Much as they were last year, the games and gaming gear at CES will be sparse and esoteric. All of the major game and system developers are bypassing Vegas, keeping their their big news and demos lined up for the gaming shows later in 2007: the newly scaled-down E3 Media and Business Summit in July and IDG's consumer-focused GamePro Expo in October. Nintendo will be a no-show at CES, while Microsoft's and Sony's predictably large booths will be focused far more on those companies' nongaming assets--Windows Vista and the Blu-ray optical disc format, for instance--than on the Xbox 360 and the PlayStation 3. The consoles will be there, certainly, but the emphasis will be on how they fit into the "digital home" strategies of their respective corporate masters.
Of course, third-party vendors--some of whom you've never heard of--will rush in to fill the void, with gaming peripherals being a primary attraction. Look for some new and potentially interesting gamepads and controllers that aren't due to hit stores until spring or summer. And, of course, there will also be gimmicky vinyl skins, foam-rubber steering wheels, and vibrating chairs, as well as gaming-centric displays and speakers.

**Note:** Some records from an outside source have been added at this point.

//! Local notification for the current item of the day.
use anyhow::Result;
use async_trait::async_trait;
use chrono::TimeZone;
use tracing::{info, instrument, warn};

use crate::daily::DailySelector;
use crate::model::DailyItem;

#[derive(Debug, Clone, PartialEq, Eq)]
pub struct Notification {
    pub title: String,
    pub body: String,
}

impl Notification {
    pub fn for_item<T: DailyItem>(item: &T, preview_chars: usize) -> Self {
        Self {
            title: format!("{} of the Day", T::LABEL),
            body: format!(
                "Chapter {}, {} {}: {}",
                item.chapter_id(),
                T::LABEL,
                item.position(),
                truncate_preview(item.preview_text(), preview_chars)
            ),
        }
    }
}

/// Cuts `text` to at most `max_chars` characters, appending `...` when cut.
pub fn truncate_preview(text: &str, max_chars: usize) -> String {
    let text = text.trim();
    match text.char_indices().nth(max_chars) {
        None => text.to_string(),
        Some((cut, _)) => format!("{}...", text[..cut].trim_end()),
    }
}

#[async_trait]
pub trait Notifier: Send + Sync {
    /// Whether the user allows notifications to be posted.
    fn permitted(&self) -> bool {
        true
    }

    async fn show(&self, notification: &Notification) -> Result<()>;
}

/// Posts notifications to the tracing log.
#[derive(Debug, Clone, Copy, Default)]
pub struct LogNotifier;

#[async_trait]
impl Notifier for LogNotifier {
    async fn show(&self, notification: &Notification) -> Result<()> {
        info!(title = %notification.title, body = %notification.body, "notification");
        Ok(())
    }
}

/// Posts the current item of the day. Returns whether anything was shown;
/// a denied permission or a missing item skips silently.
#[instrument(skip_all, fields(kind = T::KIND))]
pub async fn notify_current<T, Tz>(
    selector: &DailySelector<T, Tz>,
    notifier: &dyn Notifier,
    preview_chars: usize,
) -> bool
where
    T: DailyItem,
    Tz: TimeZone + Send + Sync + 'static,
{
    if !notifier.permitted() {
        info!("notifications not permitted; skipping");
        return false;
    }
    let item = match selector.get_current().await {
        Ok(item) => item,
        Err(err) => {
            warn!(?err, "no item to notify");
            return false;
        }
    };
    let notification = Notification::for_item(&item, preview_chars);
    match notifier.show(&notification).await {
        Ok(()) => true,
        Err(err) => {
            warn!(?err, item_id = %item.id(), "failed to post notification");
            false
        }
    }
}

#[cfg(test)]
mod tests {
    use super::*;
    use crate::model::Verse;

    #[test]
    fn truncation_respects_char_boundaries() {
        assert_eq!(truncate_preview("short", 10), "short");
        assert_eq!(truncate_preview("exactly10!", 10), "exactly10!");
        assert_eq!(truncate_preview("abc def ghi", 4), "abc...");
        assert_eq!(truncate_preview("कर्मण्येवाधिकारस्ते", 3), "कर्...");
    }

    #[test]
    fn notification_carries_chapter_and_position() {
        let v = Verse {
            id: 87,
            chapter_id: 2,
            verse_number: 47,
            text: "You have a right to perform your prescribed duties".into(),
            transliteration: None,
            word_meanings: None,
        };
        let n = Notification::for_item(&v, 17);
        assert_eq!(n.title, "Verse of the Day");
        assert_eq!(n.body, "Chapter 2, Verse 47: You have a right...");
    }
}
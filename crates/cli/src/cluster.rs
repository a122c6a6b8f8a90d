// SPDX-License-Identifier: BUSL-1.1
// Copyright (c) 2026 Alfred Jean LLC

//! Cluster connection
//!
//! The embedded mode runs the in-process cluster and persists its state
//! between invocations with an atomic write-to-tmp-then-rename, so
//! `apply` in one process is visible to `current` in the next. Any other
//! cluster value names an integration this build does not ship; wiring a
//! network client means implementing the `strata_broker::Cluster` traits
//! and adding a connect arm here.

use crate::config::ToolConfig;
use anyhow::{bail, Context, Result};
use std::path::{Path, PathBuf};
use strata_broker::{ClusterSnapshot, MemoryCluster};

const EMBEDDED: &str = "embedded";

/// A connected cluster plus how to persist it at the end of the run.
pub struct Connection {
    cluster: MemoryCluster,
    state_path: PathBuf,
}

impl Connection {
    /// Connect according to the configuration.
    pub fn open(config: &ToolConfig) -> Result<Self> {
        if config.cluster != EMBEDDED {
            bail!(
                "unsupported cluster '{}': this build supports '{EMBEDDED}'",
                config.cluster
            );
        }

        let cluster = match load_snapshot(&config.cluster_state)? {
            Some(snapshot) => MemoryCluster::restore(snapshot),
            None => MemoryCluster::new(1),
        };
        Ok(Self {
            cluster,
            state_path: config.cluster_state.clone(),
        })
    }

    pub fn cluster(&self) -> &MemoryCluster {
        &self.cluster
    }

    /// Persist the cluster state atomically.
    pub fn persist(&self) -> Result<()> {
        if let Some(parent) = self.state_path.parent() {
            std::fs::create_dir_all(parent)?;
        }
        let tmp_path = self.state_path.with_extension("tmp");
        let json = serde_json::to_vec_pretty(&self.cluster.snapshot())?;
        std::fs::write(&tmp_path, json)?;
        std::fs::rename(&tmp_path, &self.state_path)
            .with_context(|| format!("persisting {}", self.state_path.display()))?;
        Ok(())
    }
}

fn load_snapshot(path: &Path) -> Result<Option<ClusterSnapshot>> {
    if !path.exists() {
        return Ok(None);
    }
    let contents = std::fs::read_to_string(path)?;
    let snapshot = serde_json::from_str(&contents)
        .with_context(|| format!("reading cluster state {}", path.display()))?;
    Ok(Some(snapshot))
}
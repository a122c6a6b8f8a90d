// SPDX-License-Identifier: BUSL-1.1
// Copyright (c) 2026 Alfred Jean LLC

//! In-process cluster
//!
//! A single-process broker implementing all three client capabilities
//! over shared in-memory partition logs. Backs the unit tests and the
//! CLI's embedded cluster mode; `snapshot`/`restore` let the embedded
//! mode persist cluster state between invocations.

use crate::admin::{
    Admin, AdminError, BrokerId, ClusterDescription, NewTopic, PartitionInfo, TopicDescription,
};
use crate::client::{ClientError, Cluster, Consumer, Producer, Record};
use crate::config::{ConsumerOptions, ProducerOptions};
use parking_lot::Mutex;
use serde::{Deserialize, Serialize};
use std::collections::BTreeMap;
use std::sync::Arc;
use std::time::Duration;

#[derive(Debug, Clone, Serialize, Deserialize)]
struct StoredRecord {
    key: String,
    value: String,
}

#[derive(Debug, Clone, Serialize, Deserialize)]
struct MemoryPartition {
    replicas: Vec<BrokerId>,
    records: Vec<StoredRecord>,
}

#[derive(Debug, Clone, Serialize, Deserialize)]
struct MemoryTopic {
    partitions: Vec<MemoryPartition>,
    config: BTreeMap<String, String>,
}

/// Serializable image of the whole cluster.
#[derive(Debug, Clone, Serialize, Deserialize)]
pub struct ClusterSnapshot {
    broker_ids: Vec<BrokerId>,
    topics: BTreeMap<String, MemoryTopic>,
}

#[derive(Debug, Default)]
struct State {
    broker_ids: Vec<BrokerId>,
    topics: BTreeMap<String, MemoryTopic>,
}

impl State {
    /// Round-robin replica placement starting at the partition index.
    fn place_replicas(&self, partition: usize, factor: u16) -> Vec<BrokerId> {
        let count = self.broker_ids.len();
        (0..factor as usize)
            .map(|i| self.broker_ids[(partition + i) % count])
            .collect()
    }
}

/// An in-process cluster shared by all clients cloned from it.
#[derive(Clone)]
pub struct MemoryCluster {
    state: Arc<Mutex<State>>,
}

impl MemoryCluster {
    pub fn new(broker_count: usize) -> Self {
        let broker_ids = (0..broker_count as BrokerId).collect();
        Self {
            state: Arc::new(Mutex::new(State {
                broker_ids,
                topics: BTreeMap::new(),
            })),
        }
    }

    /// Clone the full cluster state for persistence.
    pub fn snapshot(&self) -> ClusterSnapshot {
        let state = self.state.lock();
        ClusterSnapshot {
            broker_ids: state.broker_ids.clone(),
            topics: state.topics.clone(),
        }
    }

    /// Rebuild a cluster from a persisted snapshot.
    pub fn restore(snapshot: ClusterSnapshot) -> Self {
        Self {
            state: Arc::new(Mutex::new(State {
                broker_ids: snapshot.broker_ids,
                topics: snapshot.topics,
            })),
        }
    }
}

impl Default for MemoryCluster {
    fn default() -> Self {
        Self::new(1)
    }
}

impl Admin for MemoryCluster {
    fn create_topic(&self, topic: &NewTopic) -> Result<(), AdminError> {
        let mut state = self.state.lock();
        if topic.name.is_empty() {
            return Err(AdminError::InvalidRequest("empty topic name".to_string()));
        }
        if state.topics.contains_key(&topic.name) {
            return Err(AdminError::TopicExists(topic.name.clone()));
        }

        let partitions = topic.partitions.unwrap_or(1);
        let factor = topic.replication_factor.unwrap_or(1);
        if partitions == 0 || factor == 0 {
            return Err(AdminError::InvalidRequest(
                "partitions and replication factor must be at least 1".to_string(),
            ));
        }
        if factor as usize > state.broker_ids.len() {
            return Err(AdminError::InvalidRequest(format!(
                "replication factor {factor} greater than broker count {}",
                state.broker_ids.len()
            )));
        }

        let partitions = (0..partitions as usize)
            .map(|p| MemoryPartition {
                replicas: state.place_replicas(p, factor),
                records: Vec::new(),
            })
            .collect();
        state.topics.insert(
            topic.name.clone(),
            MemoryTopic {
                partitions,
                config: topic.config.clone(),
            },
        );
        tracing::debug!(topic = %topic.name, "created topic");
        Ok(())
    }

    fn create_partitions(&self, topic: &str, total: u32) -> Result<(), AdminError> {
        let mut state = self.state.lock();
        let current = state
            .topics
            .get(topic)
            .ok_or_else(|| AdminError::UnknownTopic(topic.to_string()))?
            .partitions
            .len();
        if total as usize <= current {
            return Err(AdminError::InvalidRequest(format!(
                "partition count can only be increased: topic '{topic}' has {current}, requested {total}"
            )));
        }

        let factor = state.topics[topic].partitions[0].replicas.len() as u16;
        let grown: Vec<MemoryPartition> = (current..total as usize)
            .map(|p| MemoryPartition {
                replicas: state.place_replicas(p, factor),
                records: Vec::new(),
            })
            .collect();
        if let Some(entry) = state.topics.get_mut(topic) {
            entry.partitions.extend(grown);
        }
        Ok(())
    }

    fn alter_partition_assignments(
        &self,
        topic: &str,
        assignments: &[(i32, Vec<BrokerId>)],
    ) -> Result<(), AdminError> {
        let mut state = self.state.lock();
        let broker_ids = state.broker_ids.clone();
        let entry = state
            .topics
            .get_mut(topic)
            .ok_or_else(|| AdminError::UnknownTopic(topic.to_string()))?;

        for (partition, replicas) in assignments {
            if *partition < 0 || *partition as usize >= entry.partitions.len() {
                return Err(AdminError::InvalidRequest(format!(
                    "unknown partition {partition} of topic '{topic}'"
                )));
            }
            if replicas.is_empty() {
                return Err(AdminError::InvalidRequest(format!(
                    "empty replica list for partition {partition}"
                )));
            }
            if let Some(unknown) = replicas.iter().find(|id| !broker_ids.contains(id)) {
                return Err(AdminError::InvalidRequest(format!(
                    "unknown broker {unknown} in replica list"
                )));
            }
        }
        for (partition, replicas) in assignments {
            entry.partitions[*partition as usize].replicas = replicas.clone();
        }
        Ok(())
    }

    fn alter_topic_config(
        &self,
        topic: &str,
        entries: &BTreeMap<String, String>,
    ) -> Result<(), AdminError> {
        let mut state = self.state.lock();
        let entry = state
            .topics
            .get_mut(topic)
            .ok_or_else(|| AdminError::UnknownTopic(topic.to_string()))?;
        for (key, value) in entries {
            entry.config.insert(key.clone(), value.clone());
        }
        Ok(())
    }

    fn delete_topic(&self, name: &str) -> Result<(), AdminError> {
        let mut state = self.state.lock();
        state
            .topics
            .remove(name)
            .map(|_| ())
            .ok_or_else(|| AdminError::UnknownTopic(name.to_string()))
    }

    fn describe_topic(&self, name: &str) -> Result<Option<TopicDescription>, AdminError> {
        let state = self.state.lock();
        Ok(state.topics.get(name).map(|topic| TopicDescription {
            name: name.to_string(),
            partitions: topic
                .partitions
                .iter()
                .enumerate()
                .map(|(id, p)| PartitionInfo {
                    id: id as i32,
                    replicas: p.replicas.clone(),
                })
                .collect(),
            config: topic.config.clone(),
        }))
    }

    fn describe_cluster(&self) -> Result<ClusterDescription, AdminError> {
        let state = self.state.lock();
        Ok(ClusterDescription {
            broker_ids: state.broker_ids.clone(),
        })
    }
}

/// Producer handle over the shared state.
pub struct MemoryProducer {
    state: Arc<Mutex<State>>,
}

impl Producer for MemoryProducer {
    fn send(&mut self, record: Record) -> Result<(), ClientError> {
        let mut state = self.state.lock();
        let topic = state
            .topics
            .get_mut(&record.topic)
            .ok_or_else(|| ClientError::UnknownTopic(record.topic.clone()))?;
        let partition = topic
            .partitions
            .get_mut(record.partition as usize)
            .filter(|_| record.partition >= 0)
            .ok_or(ClientError::UnknownPartition {
                topic: record.topic.clone(),
                partition: record.partition,
            })?;
        partition.records.push(StoredRecord {
            key: record.key,
            value: record.value,
        });
        Ok(())
    }
}

/// Consumer handle over the shared state, manually assigned.
pub struct MemoryConsumer {
    state: Arc<Mutex<State>>,
    assignment: Option<(String, i32)>,
    offset: usize,
}

impl Consumer for MemoryConsumer {
    fn assign(&mut self, topic: &str, partition: i32) -> Result<(), ClientError> {
        let state = self.state.lock();
        let known = state
            .topics
            .get(topic)
            .ok_or_else(|| ClientError::UnknownTopic(topic.to_string()))?;
        let log = known
            .partitions
            .get(partition as usize)
            .filter(|_| partition >= 0)
            .ok_or(ClientError::UnknownPartition {
                topic: topic.to_string(),
                partition,
            })?;
        // assignment alone starts at the log end, like a fresh consumer
        self.offset = log.records.len();
        self.assignment = Some((topic.to_string(), partition));
        Ok(())
    }

    fn seek_to_beginning(&mut self) -> Result<(), ClientError> {
        if self.assignment.is_none() {
            return Err(ClientError::Unassigned);
        }
        self.offset = 0;
        Ok(())
    }

    fn poll(&mut self, _timeout: Duration) -> Result<Vec<Record>, ClientError> {
        let (topic, partition) = self.assignment.clone().ok_or(ClientError::Unassigned)?;
        let state = self.state.lock();
        let log = state
            .topics
            .get(&topic)
            .and_then(|t| t.partitions.get(partition as usize))
            .ok_or(ClientError::UnknownPartition {
                topic: topic.clone(),
                partition,
            })?;

        let batch: Vec<Record> = log.records[self.offset.min(log.records.len())..]
            .iter()
            .map(|r| Record {
                topic: topic.clone(),
                partition,
                key: r.key.clone(),
                value: r.value.clone(),
            })
            .collect();
        self.offset = log.records.len();
        Ok(batch)
    }
}

impl Cluster for MemoryCluster {
    type Admin = MemoryCluster;
    type Producer = MemoryProducer;
    type Consumer = MemoryConsumer;

    fn admin(&self) -> Result<Self::Admin, ClientError> {
        Ok(self.clone())
    }

    fn producer(&self, options: &ProducerOptions) -> Result<Self::Producer, ClientError> {
        tracing::debug!(client_id = %options.client_id, "opening producer");
        Ok(MemoryProducer {
            state: Arc::clone(&self.state),
        })
    }

    fn consumer(&self, options: &ConsumerOptions) -> Result<Self::Consumer, ClientError> {
        tracing::debug!(client_id = %options.client_id, "opening consumer");
        Ok(MemoryConsumer {
            state: Arc::clone(&self.state),
            assignment: None,
            offset: 0,
        })
    }
}

#[cfg(test)]
#[path = "memory_tests.rs"]
mod tests;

On top of game console accessories, hardware companies such as AMD, ATI, Intel, and Nvidia will be showing off their latest tech. New multicore processors and even faster 3D accelerators will likely get more exposure at CES than any of the console offerings. For more on the PC hardware aspect of CES, read
Rich Brown's PC preview.
Where are they now?
By Rich Brown

Modern dual-card 3D graphics might be a throwback to 3Dfx's old SLI capability, but Nvidia wowed us at last year's CES with its (at that point) never-been-done four-card Quad SLI set up. The initial clunky design was a visual monstrosity--and a power-usage nightmare--but we were excited by the idea that Quad SLI might let you play games smoothly at the highest available consumer resolutions. We never really expected that Quad SLI would take off as a mass-market product; the price and the setup looked like significant barriers even for most enthusiasts, let alone the casual gaming crowd. Still, we liked that Nvidia was pushing 3D gaming to its limit.

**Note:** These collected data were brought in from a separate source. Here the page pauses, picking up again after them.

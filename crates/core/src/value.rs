// SPDX-License-Identifier: BUSL-1.1
// Copyright (c) 2026 Alfred Jean LLC

//! Configuration values with an optional human-readable original.
//!
//! A declaration may write `retention.ms: "1day"`; the engine works with
//! the machine form (`86400000`) but keeps the original string for
//! reporting. Only the machine form goes over the wire: the full original
//! file is embedded in the applied-migration record for audit.

use serde::{Deserialize, Serialize};

/// A single configuration value.
#[derive(Debug, Clone, PartialEq, Serialize, Deserialize)]
pub struct Value {
    machine: serde_json::Value,
    #[serde(default, skip_serializing_if = "Option::is_none")]
    human: Option<String>,
}

impl Value {
    /// A value that was already in machine form.
    pub fn plain(machine: impl Into<serde_json::Value>) -> Self {
        Self {
            machine: machine.into(),
            human: None,
        }
    }

    /// A machine value converted from a human-readable original.
    pub fn converted(human: impl Into<String>, machine: impl Into<serde_json::Value>) -> Self {
        Self {
            machine: machine.into(),
            human: Some(human.into()),
        }
    }

    pub fn machine(&self) -> &serde_json::Value {
        &self.machine
    }

    pub fn human(&self) -> Option<&str> {
        self.human.as_deref()
    }

    pub fn into_machine(self) -> serde_json::Value {
        self.machine
    }

    /// Machine form rendered as the string the admin layer expects.
    pub fn machine_string(&self) -> String {
        match &self.machine {
            serde_json::Value::String(s) => s.clone(),
            other => other.to_string(),
        }
    }
}

#[cfg(test)]
#[path = "value_tests.rs"]
mod tests;
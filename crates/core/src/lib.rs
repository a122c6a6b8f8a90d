// SPDX-License-Identifier: BUSL-1.1
// Copyright (c) 2026 Alfred Jean LLC

// Allow panic!/unwrap/expect in test code
#![cfg_attr(test, allow(clippy::panic))]
#![cfg_attr(test, allow(clippy::unwrap_used))]
#![cfg_attr(test, allow(clippy::expect_used))]

//! strata-core: data model for the Strata migration engine

pub mod migration;
pub mod resource;
pub mod value;
pub mod version;

pub use migration::{Migration, OperationKind, OriginalFile, ResourceCommit};
pub use resource::{resource_key, Attributes, Resource, ResourceStatus, ResourceType};
pub use value::Value;
pub use version::{Version, VersionError};

/// Tool version stamped into every applied-migration record.
pub const TOOL_VERSION: &str = env!("CARGO_PKG_VERSION");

Over the course of the year, Quad SLI remained an ultraniche, ultraexpensive technology as we'd expected ($1,000 to $1,200 for the 3D cards alone), but Nvidia also refined the design to make setup a little easier. Thanks to the two-chip, single-slot
GeForce 7950GX2 card, Quad SLI now requires only two PCI Express slots rather than four. Nvidia also eliminated the two external power cables and moved all of the power connections to the PC's main interior power supply.

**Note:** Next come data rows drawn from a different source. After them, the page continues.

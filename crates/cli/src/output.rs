// SPDX-License-Identifier: BUSL-1.1
// Copyright (c) 2026 Alfred Jean LLC

//! Human-readable report output

use strata_core::{Migration, Resource};

/// One line per applied migration.
pub fn print_applied(resources: &[Resource]) {
    if resources.is_empty() {
        println!("nothing to apply; everything is up to date");
        return;
    }
    println!(
        "applied {} migration{}:",
        resources.len(),
        if resources.len() == 1 { "" } else { "s" }
    );
    for resource in resources {
        println!(
            "  {}  {}  {:?}",
            resource.version, resource.resource_name, resource.status
        );
    }
}

/// Full current state of one resource.
pub fn print_resource(resource: &Resource) {
    println!("topic:     {}", resource.resource_name);
    println!("version:   {}", resource.version);
    println!("status:    {:?}", resource.status);
    println!("timestamp: {}", resource.timestamp.to_rfc3339());
    if resource.attributes.is_empty() {
        return;
    }
    println!("attributes:");
    match serde_yaml::to_string(&resource.attributes) {
        Ok(rendered) => {
            for line in rendered.lines() {
                println!("  {line}");
            }
        }
        Err(_) => println!("  (unrenderable)"),
    }
}

/// One line per applied migration, oldest first.
pub fn print_history(resource_name: &str, history: &[Migration]) {
    println!("history of topic '{resource_name}':");
    for migration in history {
        let notes = migration.notes.as_deref().unwrap_or("-");
        println!(
            "  {}  {:<6}  {}  {}",
            migration.version,
            migration.operation.to_string(),
            migration.timestamp.to_rfc3339(),
            notes
        );
    }
}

As for the future of Quad SLI and its presence at this year's show, we don't think we'll see a four-card setup with Nvidia's most recent graphics chip, the
GeForce 8800 GTX. For one thing,
a single GeForce 8800 GTX card comes close to or even surpasses Quad SLI performance. The other reason is that pairing just two GeForce 8800 GTX cards can require a 1,000-watt PC power supply. We're not sure a power unit exists on the consumer market with enough juice to run four of them. If Nvidia can wrangle power consumption to more reasonable levels, it's possible that a new version of Quad SLI might resurface. It also wouldn't shock us if Nvidia came out with a consumer version of its external
Quadro Plex 1000 workstation 3D processing array. Regardless of its future, Quad SLI was successful in demonstrating that 3D graphics technology can keep up with ever-larger displays and our growing expectations for 3D graphics quality. Whether you'll ever be able to afford it is another question.